Nous parlions tout à l’heure d’économie, ILLITCH résume sa pensée conviviale en parlant d’ascèse, non pas au sens chrétien du terme qui penche plutôt du côté de la restriction, de la privation mais davantage au sens grec. Pierre Rabhi, parle lui de sobriété. C’est-à-dire que l’ascèse initialement était destinée aux athlètes qui se préparaient à une épreuve, ils s’entrainaient, ils travaillaient sur eux, ils développaient leurs propres forces durant une période plus ou moins longue. C’est cet ascétisme dont ILLITCH nous parle pour parvenir à une certaine convivialité. Elle est faite d’efforts sur soi, mais ne prive pas de plaisir, elle est au contraire la possibilité du plaisir à venir, et à force de faire, elle devient même la source du plaisir. La discipline, l’exercice de la répétition, comme nous le pratiquons avec notre rituel est une entame de convivialité. C’est la première voie d’accès vers un sentiment fraternel authentique. D’une certaine manière, la fraternité impose de la rigueur, de la présence, de l’assiduité aux entrainements. La convivialité comme la fraternité résultent d’un entrainement obstiné et répété, et pas seulement d’actes isolés d’héroïsme, de réussites spectaculaires, de résistance au confort de la facilité et du renoncement, d’un entêtement à affronter les difficultés du vivre ensemble en loge. ILLITCH soulignait les propos d’un moine médiéval qui disait que « vivre en communauté avec autrui est la plus rude pénitence que l’on puisse s’infliger »[8]. C’est de ce point de vue que j’affirmerai que la franc-maçonnerie n’a pas vocation à sauver le monde, mais pas non plus, à seulement, faire des francs-maçons capables de vivre ensemble. Pour ILLITCH, le nombre, le « faire » relèvent de la productivité alors que « l’être » et le devenir sont issus de la convivialité. En gros, pour améliorer le monde, il faut d’abord s’améliorer soi-même et seuls les changements profonds sont durables, le reste peut bien finir gravé sur une façade pour éviter l’oubli.
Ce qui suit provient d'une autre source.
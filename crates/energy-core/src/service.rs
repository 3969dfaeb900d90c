//! Inference orchestration
//!
//! Drives one request through validation, prediction and decomposition.
//! The service holds no per-request state; it can be shared behind an
//! `Arc` and called from any number of threads.

use crate::decompose::LoadDecomposer;
use crate::error::{EstimateError, InferenceError, ValidationError};
use crate::models::{EnergyEstimate, EstimatorKind};
use crate::observability::{PredictorMetrics, StructuredLogger};
use crate::params::{ParameterSet, RawParameters};
use crate::predictor::ModelSlot;
use std::time::Instant;
use tracing::debug;

/// Stage of a single inference request
///
/// `Idle → Validating → Predicting → Decomposing → Done`; any stage may
/// end in `Failed`. Nothing is retried.
#[derive(Debug, Clone, Copy, PartialEq, Eq, Hash)]
pub enum InferenceStage {
    Idle,
    Validating,
    Predicting,
    Decomposing,
    Done,
    Failed,
}

impl InferenceStage {
    pub fn as_str(&self) -> &'static str {
        match self {
            InferenceStage::Idle => "idle",
            InferenceStage::Validating => "validating",
            InferenceStage::Predicting => "predicting",
            InferenceStage::Decomposing => "decomposing",
            InferenceStage::Done => "done",
            InferenceStage::Failed => "failed",
        }
    }
}

/// Orchestrates validation → prediction → decomposition
#[derive(Debug, Clone)]
pub struct InferenceService {
    model: ModelSlot,
    decomposer: LoadDecomposer,
    metrics: PredictorMetrics,
    logger: StructuredLogger,
}

impl InferenceService {
    /// Create a service around an already-loaded (or unavailable) model
    pub fn new(model: ModelSlot, decomposer: LoadDecomposer) -> Self {
        let service = Self {
            model,
            decomposer,
            metrics: PredictorMetrics::new(),
            logger: StructuredLogger::new("energy-predictor"),
        };
        service.record_model_info();
        service
    }

    pub fn with_logger(mut self, logger: StructuredLogger) -> Self {
        self.logger = logger;
        self
    }

    fn record_model_info(&self) {
        match &self.model {
            ModelSlot::Loaded(model) => {
                self.metrics.set_model_info(model.model_version(), model.kind());
                self.logger.log_model_loaded(model.model_version(), model.kind());
            }
            ModelSlot::Unavailable(reason) => {
                self.metrics.clear_model_info();
                self.logger.log_model_unavailable(reason);
            }
        }
    }

    pub fn model_slot(&self) -> &ModelSlot {
        &self.model
    }

    pub fn decomposer(&self) -> &LoadDecomposer {
        &self.decomposer
    }

    /// Version and kind of the loaded model, if any
    pub fn model_info(&self) -> Option<(String, EstimatorKind)> {
        match &self.model {
            ModelSlot::Loaded(model) => Some((model.model_version().to_string(), model.kind())),
            ModelSlot::Unavailable(_) => None,
        }
    }

    /// Run inference on validated parameters
    pub fn infer(&self, params: &ParameterSet) -> Result<EnergyEstimate, InferenceError> {
        let start = Instant::now();
        let mut stage = InferenceStage::Idle;

        match self.run(params, &mut stage) {
            Ok(estimate) => {
                let elapsed = start.elapsed();
                self.metrics.observe_prediction_latency(elapsed.as_secs_f64());
                self.metrics.inc_predictions(estimate.estimator());
                self.logger.log_prediction(&estimate, elapsed.as_micros());
                Ok(estimate)
            }
            Err(err) => {
                self.metrics.inc_inference_errors(err.reason(), stage);
                self.logger.log_inference_failure(&err, stage);
                Err(err)
            }
        }
    }

    /// Validate raw input, recording rejections
    pub fn validate(&self, raw: &RawParameters) -> Result<ParameterSet, ValidationError> {
        debug!(stage = InferenceStage::Validating.as_str(), "Validating parameters");
        ParameterSet::construct(raw).map_err(|err| {
            self.metrics.inc_validation_errors(err.field);
            self.logger.log_validation_failure(&err);
            err
        })
    }

    /// Validate raw input, then run inference
    pub fn infer_raw(&self, raw: &RawParameters) -> Result<EnergyEstimate, EstimateError> {
        let params = self.validate(raw)?;
        Ok(self.infer(&params)?)
    }

    /// `stage` is left at the step that failed
    fn run(&self, params: &ParameterSet, stage: &mut InferenceStage) -> Result<EnergyEstimate, InferenceError> {
        *stage = InferenceStage::Predicting;
        let model = self.model.model()?;
        let row = params.to_feature_vector();
        let predicted_value = model.predict(&[row])?.into_single()?;

        *stage = InferenceStage::Decomposing;
        let breakdown = self.decomposer.decompose(predicted_value)?;

        *stage = InferenceStage::Done;
        debug!(
            stage = stage.as_str(),
            predicted_value = predicted_value,
            "Inference completed"
        );
        Ok(EnergyEstimate::new(
            predicted_value,
            breakdown,
            model.kind(),
            model.model_version(),
        ))
    }
}
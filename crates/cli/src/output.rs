//! Output formatting utilities

use clap::ValueEnum;
use colored::Colorize;
use energy_core::EfficiencyTier;
use serde::Serialize;
use tabled::{settings::Style, Table, Tabled};

/// Output format for CLI commands
#[derive(Debug, Clone, Copy, Default, ValueEnum)]
pub enum OutputFormat {
    /// Table format (default)
    #[default]
    Table,
    /// JSON format
    Json,
}

/// Print a value as pretty JSON
pub fn print_json<T: Serialize + ?Sized>(value: &T) -> anyhow::Result<()> {
    println!("{}", serde_json::to_string_pretty(value)?);
    Ok(())
}

/// Render rows as a rounded table
pub fn render_table<T: Tabled>(rows: Vec<T>) -> String {
    Table::new(rows).with(Style::rounded()).to_string()
}

/// Print a section heading with an underline
pub fn print_heading(title: &str, width: usize) {
    println!("{}", title.bold());
    println!("{}", "=".repeat(width));
}

/// Print a success message
pub fn print_success(message: &str) {
    println!("{} {}", "✓".green().bold(), message);
}

/// Print a warning message
pub fn print_warning(message: &str) {
    println!("{} {}", "⚠".yellow().bold(), message);
}

/// Print an info message
pub fn print_info(message: &str) {
    println!("{} {}", "ℹ".blue().bold(), message);
}

/// Format an energy value in kWh/m²
pub fn format_energy(value: f64) -> String {
    format!("{:.2} kWh/m²", value)
}

/// Format a 0..1 fraction as a percentage
pub fn format_percent(fraction: f64) -> String {
    format!("{:.0}%", fraction * 100.0)
}

/// Fixed-width bar for a 0..1 fraction
pub fn bar(fraction: f64, width: usize) -> String {
    let filled = (fraction.clamp(0.0, 1.0) * width as f64).round() as usize;
    format!("{}{}", "█".repeat(filled), "░".repeat(width - filled))
}

/// Color status based on value
pub fn color_status(status: &str) -> String {
    match status.to_lowercase().as_str() {
        "healthy" | "ready" => status.green().to_string(),
        "degraded" => status.yellow().to_string(),
        "unhealthy" | "not ready" => status.red().to_string(),
        _ => status.to_string(),
    }
}

/// Color an efficiency tier
pub fn color_tier(tier: EfficiencyTier) -> String {
    match tier {
        EfficiencyTier::Excellent => tier.as_str().green().bold().to_string(),
        EfficiencyTier::Good => tier.as_str().yellow().bold().to_string(),
        EfficiencyTier::High => tier.as_str().red().bold().to_string(),
    }
}

#[cfg(test)]
mod tests {
    use super::*;

    #[test]
    fn test_bar_width_is_fixed() {
        assert_eq!(bar(0.0, 10).chars().count(), 10);
        assert_eq!(bar(0.5, 10), "█████░░░░░");
        assert_eq!(bar(1.5, 4), "████");
    }

    #[test]
    fn test_format_energy() {
        assert_eq!(format_energy(22.204), "22.20 kWh/m²");
        assert_eq!(format_percent(0.6), "60%");
    }
}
La plupart du temps il convient d’éviter que la fraternité ne soit qu’un vœu pieu ou une simple forme de politesse, souvent abrégée d’ailleurs, comme si cela indiquait que l’écrire en entier impliquerait que l’on ait saisi la totalité du sens qu’elle porte. A la fois porteuse d’une reconnaissance, donc d’une naissance désirée mais hasardeuse, la fraternité devrait à un moment donné devenir un acte.


[1] LA FRATERNITE Un Mythe, un leurre ou une utopie ? Gérard PALLEAUX (1) (Conférence du 12 décembre 2017, Université Populaire, Guéret).

[2] Penser la fraternité, Bruno Mattéi, Institut Universitaire de Formation des Maîtres (I.U.F.M.) de Lille.

[3] Georges MARTIN Franc-maçon de l’universel, Tome1, Editions DETRAD, 1988, Marc GROSJEAN, citant Georges Martin une communication daté de septembre 1910, p133.

[4] Terre-Patrie, p197, Edgar MORIN, éditions le Seuil, 1993.

[5]Penser la fraternité, Bruno Mattéi, Institut Universitaire de Formation des Maîtres (I.U.F.M.) de Lille.

[6] L’Observateur du 30 novembre 2017, Primo LEVI, n° 2769.

[7] La convivialité, Ivan ILLITCH, in Œuvres complètes, Vol.1, Fayard, P 509, Paris, 2004.

[8] Ibid. p 456.

2 Commentaires

  1. « Au terme de la lecture, la fraternité demeure un idéal insaisissable : tantôt mythe, tantôt leurre, tantôt utopie, mais rarement un principe opératoire ou un horizon concret d’action. » C’était bien le but mon cher Charles.
    Ouvrir des portes, et n’en refermer complètement aucune. Continuons d’avoir faim …En tout cas, merci pour votre retour 🙂

  2. Ce texte fleuve de Stéphane Gebler capte d’emblée l’attention par la richesse de ses références et la sincérité de sa réflexion.
    L’auteur puise dans l’histoire, la philosophie et la tradition maçonnique pour nourrir une interrogation profonde sur la fraternité, tout en assumant une posture de doute et de remise en question permanente.
    Cependant, cette abondance se retourne parfois contre le propos !
    Le texte souffre d’une dispersion excessive, d’un scepticisme omniprésent et d’un certain flou conceptuel.
    Il suscite la réflexion, mais laisse le lecteur sur sa faim, faute de propositions structurées et d’une véritable prise de position.
    Au terme de la lecture, la fraternité demeure un idéal insaisissable : tantôt mythe, tantôt leurre, tantôt utopie, mais rarement un principe opératoire ou un horizon concret d’action.